Ater the 2016 elections, however, such theories went from cultural sideshow to political main event. People like Michael Flynn, who spread Pizzagate theories on social media, was briefly the national security advisor and had the ear of President Trump, for example.

“Republic of Lies” is an illuminating, occasionally scary book that explains conspiracy theories, how they spread, their history in the United States, and what, if anything, can be done to  prevent them. Truthdig spoke to Merlan by phone to learn more.

This interview has been condensed and edited.

Ilana Novick: Your book starts with a story about attending “The Conspira-Sea,” a conspiracy-themed cruise featuring UFO experts, Sandy Hook “truthers” [people who believe that the 2012 mass shooting never happened], and anti-vaccine advocates, among other groups. What made you decide to go from one story about a cruise to a whole book about conspiracy theories?
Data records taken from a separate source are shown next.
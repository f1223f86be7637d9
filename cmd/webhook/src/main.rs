use podgate_admission::{AdmissionConfig, Chain, Plugins};
use podgate_k8s_util::telemetry;

use std::fs::File;
use std::io::BufReader;
use std::net::SocketAddr;
use std::path::{Path, PathBuf};
use std::sync::Arc;
use std::time::Duration;

use axum_server::Handle;
use axum_server::tls_rustls::RustlsConfig;
use clap::{Parser, crate_authors, crate_description, crate_version};
use notify::{Event, EventKind, RecursiveMode, Watcher};
use rustls::ServerConfig;
use rustls::crypto::aws_lc_rs::default_provider;
use rustls::pki_types::CertificateDer;
use tokio::signal::unix::{SignalKind, signal};
use tokio::sync::{mpsc, watch};

mod admission;
mod handlers;
mod state;

use state::WebhookState;

fn load_tls_config(cert_path: &PathBuf, key_path: &PathBuf) -> anyhow::Result<ServerConfig> {
    let cert_file = File::open(cert_path)?;
    let key_file = File::open(key_path)?;

    let mut cert_reader = BufReader::new(cert_file);
    let mut key_reader = BufReader::new(key_file);

    let certs: Vec<CertificateDer> =
        rustls_pemfile::certs(&mut cert_reader).collect::<Result<Vec<_>, _>>()?;

    let key = rustls_pemfile::private_key(&mut key_reader)?
        .ok_or_else(|| anyhow::anyhow!("No private key found in key file"))?;

    let mut config = ServerConfig::builder()
        .with_no_client_auth()
        .with_single_cert(certs, key)?;

    config.alpn_protocols = vec![b"h2".to_vec(), b"http/1.1".to_vec()];

    Ok(config)
}

/// Watch the given directories and call `on_change` once per burst of create/modify events,
/// after `settle` has passed. Returns when `shutdown` flips or its sender is dropped, releasing
/// the underlying watcher.
async fn watch_files<F>(
    dirs: Vec<PathBuf>,
    settle: Duration,
    mut shutdown: watch::Receiver<bool>,
    mut on_change: F,
) where
    F: FnMut(),
{
    let (tx, mut rx) = mpsc::channel(1);

    let watcher = notify::recommended_watcher(move |res: Result<Event, notify::Error>| {
        if let Ok(event) = res {
            if matches!(event.kind, EventKind::Create(_) | EventKind::Modify(_)) {
                // A full channel already has a reload pending
                let _ = tx.try_send(());
            }
        }
    });
    let mut watcher = match watcher {
        Ok(watcher) => watcher,
        Err(e) => {
            tracing::error!("Failed to create TLS file watcher: {}", e);
            return;
        }
    };

    for dir in &dirs {
        if let Err(e) = watcher.watch(dir, RecursiveMode::NonRecursive) {
            tracing::error!("Failed to watch {}: {}", dir.display(), e);
        }
    }

    loop {
        tokio::select! {
            _ = shutdown.changed() => break,
            event = rx.recv() => {
                if event.is_none() {
                    break;
                }
                tokio::select! {
                    _ = shutdown.changed() => break,
                    _ = tokio::time::sleep(settle) => {}
                }
                on_change();
            }
        }
    }

    drop(watcher);
    tracing::debug!("TLS file watcher stopped");
}

async fn watch_tls_files(
    cert_path: PathBuf,
    key_path: PathBuf,
    rustls_config: RustlsConfig,
    shutdown: watch::Receiver<bool>,
) {
    // Watch the parent directories to catch symlink updates of mounted secrets
    let mut dirs: Vec<PathBuf> = cert_path.parent().map(Path::to_path_buf).into_iter().collect();
    if let Some(dir) = key_path.parent().filter(|d| !dirs.iter().any(|c| c.as_path() == *d)) {
        dirs.push(dir.to_path_buf());
    }

    // Give the kubelet time to finish swapping both files
    watch_files(dirs, Duration::from_secs(5), shutdown, || {
        match load_tls_config(&cert_path, &key_path) {
            Ok(new_config) => {
                rustls_config.reload_from_config(Arc::new(new_config));
                tracing::info!("Successfully reloaded TLS certificates");
            }
            Err(e) => {
                tracing::error!("Failed to load new TLS config: {}", e);
            }
        }
    })
    .await;
}

#[derive(Parser, Debug)]
#[command(
    name = "podgate-webhook",
    about = crate_description!(),
    version = crate_version!(),
    author = crate_authors!("\n"),
)]
struct Args {
    /// Listen address (use "::" for IPv6, "0.0.0.0" for IPv4)
    #[arg(long, default_value = "0.0.0.0", env)]
    listen_address: String,

    /// Listen on given port
    #[arg(short, long, default_value_t = 8443, env)]
    port: u16,

    /// Set logging filter directive for `tracing_subscriber::filter::EnvFilter`. Example: "info,podgate_admission=debug"
    #[arg(short, long, default_value = "info", env)]
    log_filter: String,

    /// Set log format
    #[arg(long, value_enum, default_value_t = telemetry::LogFormat::Text, env)]
    log_format: telemetry::LogFormat,

    /// URL for the OpenTelemetry tracing endpoint.
    ///
    /// This optional argument specifies the URL to which traces will be sent using
    /// OpenTelemetry. If not provided, tracing will be disabled.
    #[arg(short, long, env = "OPENTELEMETRY_ENDPOINT_URL")]
    tracing_url: Option<String>,

    /// Sampling ratio for tracing.
    ///
    /// Specifies the ratio of traces to sample. A value of `1.0` will sample all traces,
    /// while a lower value will sample fewer traces. The default is `0.1`, meaning 10%
    /// of traces are sampled.
    #[arg(short, long, default_value_t = 0.1, env)]
    sample_ratio: f64,

    /// Path to the admission configuration file (YAML or JSON) listing the enabled plugins
    #[arg(short, long, env = "ADMISSION_CONFIG", required = true)]
    admission_config: PathBuf,

    /// Path to TLS certificate file
    #[arg(long, env, required = true)]
    tls_cert: PathBuf,

    /// Path to TLS private key file
    #[arg(long, env, required = true)]
    tls_key: PathBuf,
}

#[tokio::main]
async fn main() -> anyhow::Result<()> {
    default_provider()
        .install_default()
        .map_err(|_| anyhow::anyhow!("Failed to install rustls crypto provider"))?;

    let args: Args = Args::parse();

    telemetry::init(
        &args.log_filter,
        args.log_format,
        args.tracing_url.as_deref(),
        args.sample_ratio,
    )
    .await?;

    let config = AdmissionConfig::from_file(&args.admission_config)?;
    let chain = Chain::from_config(&config, &Plugins::default())?;
    if chain.is_empty() {
        tracing::warn!("No admission plugins configured, every request will be allowed");
    }
    tracing::info!(plugins = ?chain.plugin_names(), "Admission chain ready");

    let state = WebhookState::new(chain);
    let app = handlers::router(state.clone());

    let addr = format!("{}:{}", args.listen_address, args.port);
    let socket_addr: SocketAddr = addr.parse()?;

    tracing::info!("Starting HTTPS server on {}", socket_addr);
    let tls_config = load_tls_config(&args.tls_cert, &args.tls_key)?;
    let rustls_config = RustlsConfig::from_config(Arc::new(tls_config));

    let handle: Handle = Handle::new();
    let shutdown_handle = handle.clone();
    let (shutdown_tx, shutdown_rx) = watch::channel(false);

    tokio::spawn(async move {
        shutdown_signal().await;
        state.set_not_ready();
        tracing::info!("Received shutdown signal, starting graceful shutdown");
        let _ = shutdown_tx.send(true);
        shutdown_handle.graceful_shutdown(Some(Duration::from_secs(30)));
    });

    tokio::spawn(watch_tls_files(
        args.tls_cert.clone(),
        args.tls_key.clone(),
        rustls_config.clone(),
        shutdown_rx,
    ));

    axum_server::bind_rustls(socket_addr, rustls_config)
        .handle(handle)
        .serve(app.into_make_service())
        .await?;

    Ok(())
}

async fn shutdown_signal() {
    let mut sigterm =
        signal(SignalKind::terminate()).expect("failed to install SIGTERM signal handler");

    tokio::select! {
        _ = tokio::signal::ctrl_c() => {},
        _ = sigterm.recv() => {},
    }
}

#[cfg(test)]
mod tests {
    use super::*;

    use std::sync::atomic::{AtomicUsize, Ordering};

    #[tokio::test]
    async fn test_watcher_stops_on_shutdown() {
        let dir = tempfile::tempdir().unwrap();
        let (shutdown_tx, shutdown_rx) = watch::channel(false);
        let changes = Arc::new(AtomicUsize::new(0));
        let counter = changes.clone();

        let task = tokio::spawn(watch_files(
            vec![dir.path().to_path_buf()],
            Duration::from_secs(5),
            shutdown_rx,
            move || {
                counter.fetch_add(1, Ordering::Relaxed);
            },
        ));

        shutdown_tx.send(true).unwrap();

        tokio::time::timeout(Duration::from_secs(5), task)
            .await
            .expect("watcher did not stop after shutdown")
            .unwrap();
        assert_eq!(changes.load(Ordering::Relaxed), 0);
    }

    #[tokio::test]
    async fn test_watcher_stops_when_shutdown_sender_dropped() {
        let dir = tempfile::tempdir().unwrap();
        let (shutdown_tx, shutdown_rx) = watch::channel(false);

        let task = tokio::spawn(watch_files(
            vec![dir.path().to_path_buf()],
            Duration::ZERO,
            shutdown_rx,
            || {},
        ));
        drop(shutdown_tx);

        tokio::time::timeout(Duration::from_secs(5), task)
            .await
            .expect("watcher did not stop after shutdown sender dropped")
            .unwrap();
    }
}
Anna Merlan: The impetus was Trump’s election. When I went on the cruise, it was very much with the understanding that Trump was sort of reviving a lot of interesting conspiracy theories and a lot of energy in conspiracy communities, because they thought that he was going to break open all these dirty secrets and dark schemes. I had also written about the ways that he was generating a lot of excitement among white supremacists, and so I was thinking about what all those communities were going to do when he lost, and then he didn’t. It seemed like a valuable time to really consider what I did and didn’t know about this country, and also the ways that these communities that I had thought of as fringe were taking a more central role in our politics and our culture.

IN: You focus on multiple groups and their conspiracies, ranging from white supremacy to UFOs to Pizzagate. How did you decide which groups to profile, and why?

AM: I really wanted to do a survey, first of all. I didn’t want to focus narrowly on one conspiracy community, because I was aware of the diversity of views in that world. I also felt like all of these groups had something to teach us about the way that the history of secrecy in politics and government, and the history of inequality in America, are reflected in conspiracy communities. The only group I would say that I didn’t really spend any time with—well, there are two groups: climate change skeptics, which I wish I had done more with, and flat-earthers, which I didn’t, because I didn’t feel like I had a lot to learn about flat-earthers. Maybe I was wrong.

IN: In the book, you cite academic studies of conspiracy theorists and theories that found people who were disadvantaged—economically, socially, culturally—were more likely to believe in conspiracy theories. Now, it seems, they’ve reached the highest, most privileged levels of society, with even the president and members of his administration claiming they are victims of witch hunts and cover-ups. Why do you think that shifted?

AM: I think that one thing we know generally is that people who are more likely to believe in conspiracy theories believe themselves to be under threat. For some people, like black Americans, that threat is more real, and for others, like white supremacists, for instance, who believe that they are at risk of being invaded and put under Sharia law, that threat is not real. But certainly the sense of personal and economic and social instability is a predictor of believing in conspiracy theories. It’s interesting—the ways that even a belief that is not rational, like the idea that the government is going to break into your home and take your guns, does predispose you to believing in conspiracy theories.

IN: From the Pizzagate group that believes that Hillary Clinton and John Podesta have a pedophilia ring in the basement of a Washington, D.C., pizza place, to the UFO truthers who discuss sexual abuse at the hands of aliens, it seems that child abuse, and pedophilia in particular, is at the heart of some of these theories. Why do people get so obsessed with the idea of children being hurt as part of conspiracy theories?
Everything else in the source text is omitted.